We are again seeing a massive disorganisation of the NHS. What’s different now though, is that change happens without appearing to need legislation, public consultation, government white papers, or all the usual ways of proceeding. Instead change is brought about on the orders of NHS England, under the instruction of the Health Secretary, using new powers given to him by the HSC Act.

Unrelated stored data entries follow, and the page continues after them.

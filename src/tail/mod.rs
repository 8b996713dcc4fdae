//! Resumable tailing of the live log file.
//!
//! The tailer owns both file roles: the **live** file some other process
//! appends to, and the optional **history journal** this process writes.
//! Startup replays the journal through the engine (rebuilding state), then
//! resumes the live file at the journal's checkpoint when the file identity
//! still matches; a rotated or truncated live file is read from the start
//! instead, with the engine's duplicate window absorbing any overlap.
//!
//! Steady state is a cooperative polling loop: consume at most one complete
//! line per iteration, mirror it into the journal, apply it to the engine,
//! and sleep briefly when the live file is drained. I/O errors are fatal
//! and propagate; the loop never retries, since the position bookkeeping
//! cannot be trusted after a partial failure. A checkpoint is written on
//! the way out even when the loop ends in an error.

pub mod checkpoint;
pub mod journal;

pub use checkpoint::{Checkpoint, FileId};
pub use journal::{HistoryJournal, JournalReplay};

use std::fs::File;
use std::io::{self, BufRead, BufReader, Seek, SeekFrom};
use std::path::Path;
use std::time::Duration;

use thiserror::Error;
use tokio_util::sync::CancellationToken;
use tracing::{error, info, warn};

use crate::engine::{IngestMode, Notifier, NullNotifier, TrackingEngine};

/// Default pause between polls of a drained live file (10 milliseconds).
const DEFAULT_POLL_INTERVAL_MS: u64 = 10;

/// Errors from the tailing loop. All of them are fatal to the process.
#[derive(Debug, Error)]
pub enum TailError {
    #[error("live log file: {0}")]
    Live(#[source] io::Error),

    #[error("history journal: {0}")]
    Journal(#[source] io::Error),
}

/// Configuration for the polling loop.
#[derive(Debug, Clone)]
pub struct TailConfig {
    /// Pause between polls when the live file has no complete line ready.
    ///
    /// Default: 10ms. Configure via `TRAINTRACK_POLL_INTERVAL_MS`.
    pub poll_interval: Duration,
}

impl Default for TailConfig {
    fn default() -> Self {
        Self::new()
    }
}

impl TailConfig {
    /// Creates a `TailConfig` with default values.
    pub fn new() -> Self {
        TailConfig {
            poll_interval: Duration::from_millis(DEFAULT_POLL_INTERVAL_MS),
        }
    }

    /// Creates a `TailConfig` from environment variables.
    ///
    /// Reads `TRAINTRACK_POLL_INTERVAL_MS` for the poll interval.
    pub fn from_env() -> Self {
        let poll_ms = std::env::var("TRAINTRACK_POLL_INTERVAL_MS")
            .ok()
            .and_then(|s| s.parse::<u64>().ok())
            .unwrap_or(DEFAULT_POLL_INTERVAL_MS);

        TailConfig {
            poll_interval: Duration::from_millis(poll_ms),
        }
    }
}

/// Reader over the live file that only ever consumes complete lines.
///
/// The upstream producer may be mid-append when we poll. A trailing
/// fragment without a newline is left unconsumed (the tracked position does
/// not advance), so it is re-read whole on a later poll.
#[derive(Debug)]
struct LiveSource {
    reader: BufReader<File>,
    position: u64,
    id: FileId,
}

impl LiveSource {
    fn open(path: &Path) -> io::Result<Self> {
        let file = File::open(path)?;
        let id = FileId::of(&file)?;
        Ok(LiveSource {
            reader: BufReader::new(file),
            position: 0,
            id,
        })
    }

    fn id(&self) -> FileId {
        self.id
    }

    fn position(&self) -> u64 {
        self.position
    }

    fn len(&self) -> io::Result<u64> {
        Ok(self.reader.get_ref().metadata()?.len())
    }

    fn seek_to(&mut self, offset: u64) -> io::Result<()> {
        self.reader.seek(SeekFrom::Start(offset))?;
        self.position = offset;
        Ok(())
    }

    /// Returns the next complete line (trailing newline included), or
    /// `None` when the file is drained or ends in an unfinished line.
    fn next_line(&mut self) -> io::Result<Option<String>> {
        let mut line = String::new();
        let read = self.reader.read_line(&mut line)?;
        if read == 0 {
            return Ok(None);
        }
        if !line.ends_with('\n') {
            self.reader.seek(SeekFrom::Start(self.position))?;
            return Ok(None);
        }
        self.position += read as u64;
        Ok(Some(line))
    }
}

/// Feeds the live file (and, across restarts, the history journal) into a
/// [`TrackingEngine`].
#[derive(Debug)]
pub struct Tailer {
    live: LiveSource,
    journal: Option<HistoryJournal>,
    config: TailConfig,
}

impl Tailer {
    /// Opens the file sources and brings the engine up to date.
    ///
    /// 1. If a journal is configured, replay its mirrored lines through the
    ///    engine and note its last checkpoint, then reopen it for append.
    /// 2. Open the live file; failure here is fatal.
    /// 3. If the checkpoint's identity matches the live file, resume at the
    ///    recorded offset. A mismatched identity (rotation) or an offset
    ///    beyond the current end (truncation) restarts from the beginning.
    pub fn open(
        live_path: impl AsRef<Path>,
        journal_path: Option<&Path>,
        config: TailConfig,
        engine: &mut TrackingEngine,
    ) -> Result<Self, TailError> {
        let mut checkpoint = None;
        let journal = match journal_path {
            Some(path) => {
                let replay = HistoryJournal::replay(path).map_err(TailError::Journal)?;
                let mut sink = NullNotifier;
                for line in &replay.lines {
                    engine.apply_line(line, IngestMode::Replay, &mut sink);
                }
                info!(
                    path = %path.display(),
                    lines = replay.lines.len(),
                    "history journal replayed"
                );
                checkpoint = replay.checkpoint;
                Some(HistoryJournal::open(path).map_err(TailError::Journal)?)
            }
            None => None,
        };

        let live_path = live_path.as_ref();
        let mut live = LiveSource::open(live_path).map_err(TailError::Live)?;
        info!(path = %live_path.display(), identity = %live.id(), "live file opened");

        match checkpoint {
            Some(found) if found.file == live.id() => {
                let len = live.len().map_err(TailError::Live)?;
                if found.offset <= len {
                    live.seek_to(found.offset).map_err(TailError::Live)?;
                    info!(offset = found.offset, "resuming at checkpoint");
                } else {
                    warn!(
                        offset = found.offset,
                        len, "checkpoint lies beyond the live file, reading from the start"
                    );
                }
            }
            Some(found) => {
                info!(
                    recorded = %found.file,
                    current = %live.id(),
                    "live file rotated since checkpoint, reading from the start"
                );
            }
            None => {}
        }

        Ok(Tailer {
            live,
            journal,
            config,
        })
    }

    /// Byte offset of the next unread live byte.
    pub fn position(&self) -> u64 {
        self.live.position()
    }

    /// Consumes at most one live line: mirror it into the journal, then
    /// apply it to the engine.
    ///
    /// Returns `true` when a line was consumed, `false` when the live file
    /// is drained (or ends in a line still being written).
    pub fn step<N: Notifier>(
        &mut self,
        engine: &mut TrackingEngine,
        notifier: &mut N,
    ) -> Result<bool, TailError> {
        let Some(line) = self.live.next_line().map_err(TailError::Live)? else {
            return Ok(false);
        };

        if let Some(journal) = &mut self.journal {
            journal.append_raw(&line).map_err(TailError::Journal)?;
        }
        engine.apply_line(line.trim_end_matches(['\r', '\n']), IngestMode::Live, notifier);
        Ok(true)
    }

    /// Records the current live position in the journal so the next process
    /// resumes exactly here. A no-op without a journal.
    pub fn write_checkpoint(&mut self) -> Result<(), TailError> {
        let Some(journal) = &mut self.journal else {
            return Ok(());
        };
        let checkpoint = Checkpoint {
            offset: self.live.position(),
            file: self.live.id(),
        };
        journal
            .write_checkpoint(checkpoint)
            .map_err(TailError::Journal)?;
        info!(%checkpoint, "checkpoint written");
        Ok(())
    }

    /// Drives the polling loop until `shutdown` is cancelled or an I/O
    /// error ends it. Either way, a final checkpoint is attempted before
    /// returning so restart never reprocesses what this run consumed.
    pub async fn run<N: Notifier>(
        mut self,
        engine: &mut TrackingEngine,
        notifier: &mut N,
        shutdown: CancellationToken,
    ) -> Result<(), TailError> {
        let result = self.run_loop(engine, notifier, &shutdown).await;

        if let Err(err) = self.write_checkpoint() {
            error!(%err, "failed to write shutdown checkpoint");
        }

        result
    }

    async fn run_loop<N: Notifier>(
        &mut self,
        engine: &mut TrackingEngine,
        notifier: &mut N,
        shutdown: &CancellationToken,
    ) -> Result<(), TailError> {
        loop {
            if shutdown.is_cancelled() {
                info!("shutdown requested, stopping tailer");
                return Ok(());
            }

            if self.step(engine, notifier)? {
                continue;
            }

            tokio::select! {
                _ = shutdown.cancelled() => {
                    info!("shutdown requested, stopping tailer");
                    return Ok(());
                }
                _ = tokio::time::sleep(self.config.poll_interval) => {}
            }
        }
    }
}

As some have observed, this means two things are happening:

  • the requirements of legislation about the NHS such as the HSC Act, are being ignored or changed without any consultation or formal agreement (for example the requirement of compulsory competition is increasingly being overlooked); and
  • new plans that don’t fit with existing NHS legislation – such as the division of the NHS in England into 44 ‘footprints’ that must develop Sustainability and Transformation Plans that completely restructure the NHS and the delivery of care – are being implemented anyway.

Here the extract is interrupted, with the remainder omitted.